Monitor Audio Monitor 1 “Gold” (Monitor One) 古き善き英国製超小型スピーカーを入手しました

遡ること30年前・・・管理人が未だ10代だったの頃のお話です。当時はまだまだバブルの名残りといった雰囲気で秋葉原の電気街にも活気があり、ピュアオーディオがマニアのみならず世間一般にも普及していて、スピーカーアンプCDプレーヤーが定価ベースで3点30万円の、重くて大きな国産オーディオ製品が大手電機メーカー毎にしのぎを削っていました。更に90年代に入ると、超円高に圧される形で学生にも手が届くような価格帯の「バジェットHi-Fi」と呼ばれる欧米のお洒落な薄型軽量コンポや小型スピーカーが輸入され始め、普及価格帯の国産製品と大差無い価格で日本市場に並び始めます。
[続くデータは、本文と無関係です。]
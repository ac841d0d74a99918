//! Shared rendering context.

use crate::config::OrchestratorConfig;
use crate::device::{DeviceLimits, GpuDevice};
use crate::registry::PipelineRegistry;
use crate::retire::{Retired, RetirementQueue};
use parking_lot::Mutex;
use std::sync::atomic::{AtomicU64, AtomicUsize, Ordering};
use std::sync::Arc;

/// Logical identity of a GPU-visible resource.
///
/// Assigned on creation and again on every reallocation; descriptor reuse
/// compares these, never contents or raw handles.
#[derive(Debug, Clone, Copy, PartialEq, Eq, Hash, PartialOrd, Ord)]
pub struct ResourceId(u64);

impl ResourceId {
    pub const fn new(raw: u64) -> Self {
        Self(raw)
    }

    pub const fn raw(self) -> u64 {
        self.0
    }
}

/// State shared by every orchestration component.
///
/// Owns the device handle, the retirement queue, the pipeline registry and
/// the identity source. Components hold it through an `Arc`.
pub struct RenderContext {
    device: Arc<dyn GpuDevice>,
    limits: DeviceLimits,
    config: OrchestratorConfig,
    frames_in_flight: AtomicUsize,
    retirement: Mutex<RetirementQueue>,
    pipelines: PipelineRegistry,
    next_id: AtomicU64,
}

impl RenderContext {
    /// Create a context over `device`.
    pub fn new(device: Arc<dyn GpuDevice>, config: OrchestratorConfig) -> Arc<Self> {
        let limits = device.limits();
        let frames = config.slot_count();
        tracing::info!(
            frames_in_flight = frames,
            staging_capacity = config.staging_capacity,
            "Render context created"
        );
        Arc::new(Self {
            device,
            limits,
            config,
            frames_in_flight: AtomicUsize::new(frames),
            retirement: Mutex::new(RetirementQueue::new()),
            pipelines: PipelineRegistry::default(),
            next_id: AtomicU64::new(1),
        })
    }

    pub fn device(&self) -> &dyn GpuDevice {
        self.device.as_ref()
    }

    pub fn limits(&self) -> DeviceLimits {
        self.limits
    }

    /// Configuration the context was created with.
    pub fn config(&self) -> &OrchestratorConfig {
        &self.config
    }

    /// Current number of frame slots.
    pub fn frames_in_flight(&self) -> usize {
        self.frames_in_flight.load(Ordering::Acquire)
    }

    pub(crate) fn set_frames_in_flight(&self, frames: usize) {
        self.frames_in_flight.store(frames.max(1), Ordering::Release);
    }

    /// Allocate a fresh logical identity.
    pub fn next_resource_id(&self) -> ResourceId {
        ResourceId(self.next_id.fetch_add(1, Ordering::Relaxed))
    }

    /// Hand an object to the retirement queue.
    pub fn retire(&self, object: Retired) {
        self.retirement.lock().retire(object);
    }

    pub fn retirement(&self) -> &Mutex<RetirementQueue> {
        &self.retirement
    }

    pub fn pipelines(&self) -> &PipelineRegistry {
        &self.pipelines
    }
}

impl Drop for RenderContext {
    fn drop(&mut self) {
        let queue = self.retirement.get_mut();
        if queue.pending_count() == 0 {
            return;
        }
        if let Err(e) = self.device.wait_idle() {
            tracing::warn!("Device wait failed while dropping render context: {e}");
        }
        if let Err(e) = queue.flush(self.device.as_ref()) {
            tracing::warn!("Failed to flush retired objects: {e}");
        }
    }
}

impl std::fmt::Debug for RenderContext {
    fn fmt(&self, f: &mut std::fmt::Formatter<'_>) -> std::fmt::Result {
        f.debug_struct("RenderContext")
            .field("limits", &self.limits)
            .field("frames_in_flight", &self.frames_in_flight())
            .field("pipelines", &self.pipelines)
            .finish_non_exhaustive()
    }
}
//! Descriptor binding declarations.
//!
//! Binding declarations arrive as a closed set of variants built directly by
//! the host; [`BindingLayout`] validates them and derives everything the
//! layout, pool and bind paths need.

use crate::device::DeviceLimits;
use crate::error::{GpuError, Result};
use crate::images::ImageSlot;
use crate::shader::ShaderStages;
use ash::vk;

/// Kind of buffer a binding exposes.
#[derive(Debug, Clone, Copy, PartialEq, Eq, Hash)]
pub enum BufferKind {
    Uniform,
    Storage,
}

/// A buffer made visible to shaders.
#[derive(Debug, Clone, Copy, PartialEq, Eq, Hash)]
pub struct BufferBinding {
    pub index: u32,
    pub stages: ShaderStages,
    pub byte_size: u64,
    /// Bound with a per-bind dynamic offset instead of a baked offset.
    pub dynamic_offset: bool,
    pub kind: BufferKind,
}

impl BufferBinding {
    pub fn descriptor_type(&self) -> vk::DescriptorType {
        match (self.kind, self.dynamic_offset) {
            (BufferKind::Uniform, true) => vk::DescriptorType::UNIFORM_BUFFER_DYNAMIC,
            (BufferKind::Uniform, false) => vk::DescriptorType::UNIFORM_BUFFER,
            (BufferKind::Storage, true) => vk::DescriptorType::STORAGE_BUFFER_DYNAMIC,
            (BufferKind::Storage, false) => vk::DescriptorType::STORAGE_BUFFER,
        }
    }

    /// Offset alignment the device demands for this binding.
    pub fn offset_alignment(&self, limits: &DeviceLimits) -> u64 {
        match self.kind {
            BufferKind::Uniform => limits.min_uniform_offset_alignment,
            BufferKind::Storage => limits.min_storage_offset_alignment,
        }
    }
}

/// An image (optionally with sampler) made visible to shaders.
#[derive(Debug, Clone, Copy, PartialEq, Eq, Hash)]
pub struct ImageBinding {
    pub index: u32,
    pub stages: ShaderStages,
    pub uses_sampler: bool,
    /// Ask the image's owner for a shader-read-only layout on bind.
    pub read_only_layout: bool,
    pub slot: ImageSlot,
}

impl ImageBinding {
    pub fn descriptor_type(&self) -> vk::DescriptorType {
        if self.uses_sampler {
            vk::DescriptorType::COMBINED_IMAGE_SAMPLER
        } else {
            vk::DescriptorType::STORAGE_IMAGE
        }
    }
}

/// Push constant block passed with each dispatch or draw.
#[derive(Debug, Clone, Copy, PartialEq, Eq, Hash)]
pub struct PushConstantBlock {
    pub byte_size: u32,
    pub stages: ShaderStages,
}

impl PushConstantBlock {
    pub fn range(&self) -> vk::PushConstantRange {
        vk::PushConstantRange::default()
            .stage_flags(self.stages.to_vk())
            .offset(0)
            .size(self.byte_size)
    }
}

/// One binding declaration.
#[derive(Debug, Clone, Copy, PartialEq, Eq, Hash)]
pub enum DescriptorBinding {
    Buffer(BufferBinding),
    Image(ImageBinding),
    PushConstants(PushConstantBlock),
}

impl DescriptorBinding {
    /// Dynamic uniform buffer binding.
    pub fn uniform(index: u32, stages: ShaderStages, byte_size: u64) -> Self {
        Self::Buffer(BufferBinding {
            index,
            stages,
            byte_size,
            dynamic_offset: true,
            kind: BufferKind::Uniform,
        })
    }

    /// Dynamic storage buffer binding.
    pub fn storage(index: u32, stages: ShaderStages, byte_size: u64) -> Self {
        Self::Buffer(BufferBinding {
            index,
            stages,
            byte_size,
            dynamic_offset: true,
            kind: BufferKind::Storage,
        })
    }

    /// Combined image sampler read in a shader-read-only layout.
    pub fn sampled_image(index: u32, stages: ShaderStages, slot: ImageSlot) -> Self {
        Self::Image(ImageBinding {
            index,
            stages,
            uses_sampler: true,
            read_only_layout: true,
            slot,
        })
    }

    /// Storage image without sampler.
    pub fn storage_image(index: u32, stages: ShaderStages, slot: ImageSlot) -> Self {
        Self::Image(ImageBinding {
            index,
            stages,
            uses_sampler: false,
            read_only_layout: false,
            slot,
        })
    }

    pub fn push_constants(byte_size: u32, stages: ShaderStages) -> Self {
        Self::PushConstants(PushConstantBlock { byte_size, stages })
    }
}

/// Validated, partitioned binding declarations of one pipeline.
///
/// Buffer and image bindings are kept sorted by binding index, which is also
/// the order dynamic offsets are supplied in.
#[derive(Debug, Clone, Default, PartialEq, Eq)]
pub struct BindingLayout {
    buffers: Vec<BufferBinding>,
    images: Vec<ImageBinding>,
    push_constants: Option<PushConstantBlock>,
}

impl BindingLayout {
    /// Validate and partition an ordered declaration list.
    pub fn new(bindings: &[DescriptorBinding]) -> Result<Self> {
        let mut layout = Self::default();

        for binding in bindings {
            match *binding {
                DescriptorBinding::Buffer(buffer) => {
                    if buffer.byte_size == 0 {
                        return Err(GpuError::InvalidState(format!(
                            "buffer binding {} has zero size",
                            buffer.index
                        )));
                    }
                    layout.buffers.push(buffer);
                }
                DescriptorBinding::Image(image) => layout.images.push(image),
                DescriptorBinding::PushConstants(block) => {
                    if layout.push_constants.replace(block).is_some() {
                        return Err(GpuError::InvalidState(
                            "more than one push constant block declared".to_string(),
                        ));
                    }
                }
            }
        }

        let mut indices: Vec<u32> = layout
            .buffers
            .iter()
            .map(|b| b.index)
            .chain(layout.images.iter().map(|i| i.index))
            .collect();
        indices.sort_unstable();
        if let Some(pair) = indices.windows(2).find(|pair| pair[0] == pair[1]) {
            return Err(GpuError::InvalidState(format!(
                "binding index {} declared twice",
                pair[0]
            )));
        }

        layout.buffers.sort_by_key(|b| b.index);
        layout.images.sort_by_key(|i| i.index);
        Ok(layout)
    }

    pub fn buffers(&self) -> &[BufferBinding] {
        &self.buffers
    }

    pub fn images(&self) -> &[ImageBinding] {
        &self.images
    }

    pub fn push_constants(&self) -> Option<PushConstantBlock> {
        self.push_constants
    }

    /// Number of buffer bindings taking a dynamic offset.
    pub fn dynamic_count(&self) -> usize {
        self.buffers.iter().filter(|b| b.dynamic_offset).count()
    }

    /// Vulkan layout bindings for the descriptor set layout.
    pub fn layout_bindings(&self) -> Vec<vk::DescriptorSetLayoutBinding<'static>> {
        let buffers = self.buffers.iter().map(|b| {
            vk::DescriptorSetLayoutBinding::default()
                .binding(b.index)
                .descriptor_type(b.descriptor_type())
                .descriptor_count(1)
                .stage_flags(b.stages.to_vk())
        });
        let images = self.images.iter().map(|i| {
            vk::DescriptorSetLayoutBinding::default()
                .binding(i.index)
                .descriptor_type(i.descriptor_type())
                .descriptor_count(1)
                .stage_flags(i.stages.to_vk())
        });
        buffers.chain(images).collect()
    }

    /// Pool sizes able to hold `sets` complete descriptor sets.
    pub fn pool_sizes(&self, sets: u32) -> Vec<vk::DescriptorPoolSize> {
        let mut sizes: Vec<vk::DescriptorPoolSize> = Vec::new();
        let types = self
            .buffers
            .iter()
            .map(BufferBinding::descriptor_type)
            .chain(self.images.iter().map(ImageBinding::descriptor_type));

        for ty in types {
            match sizes.iter_mut().find(|size| size.ty == ty) {
                Some(size) => size.descriptor_count += sets,
                None => sizes.push(vk::DescriptorPoolSize {
                    ty,
                    descriptor_count: sets,
                }),
            }
        }
        sizes
    }
}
特にお手頃価格のお洒落な海外製スピーカーは日本市場でも歓迎され、国産スピーカーのシェアを徐々に浸食し、当時は郊外にある激安家電量販店のオーディオコーナーですら英TANNOYや米Infinity等の小型スピーカーが並んでいたほどです。※80~90年代までは、家電量販店のかなりのスペースを単品オーディオやステレオコンポの販売コーナーが占めていました。そんな低価格ピュアオーディオ製品が輝いていた時代、秋葉原を徘徊しながら試聴して心を射貫かれつつも、ご縁に恵まれず、ディスコンで手に入れることが出来なかったスピーカーやアンプ、CDプレーヤー等々は色とあり、今でも、あの機種は良かったな~なんて時折思い出す事があります。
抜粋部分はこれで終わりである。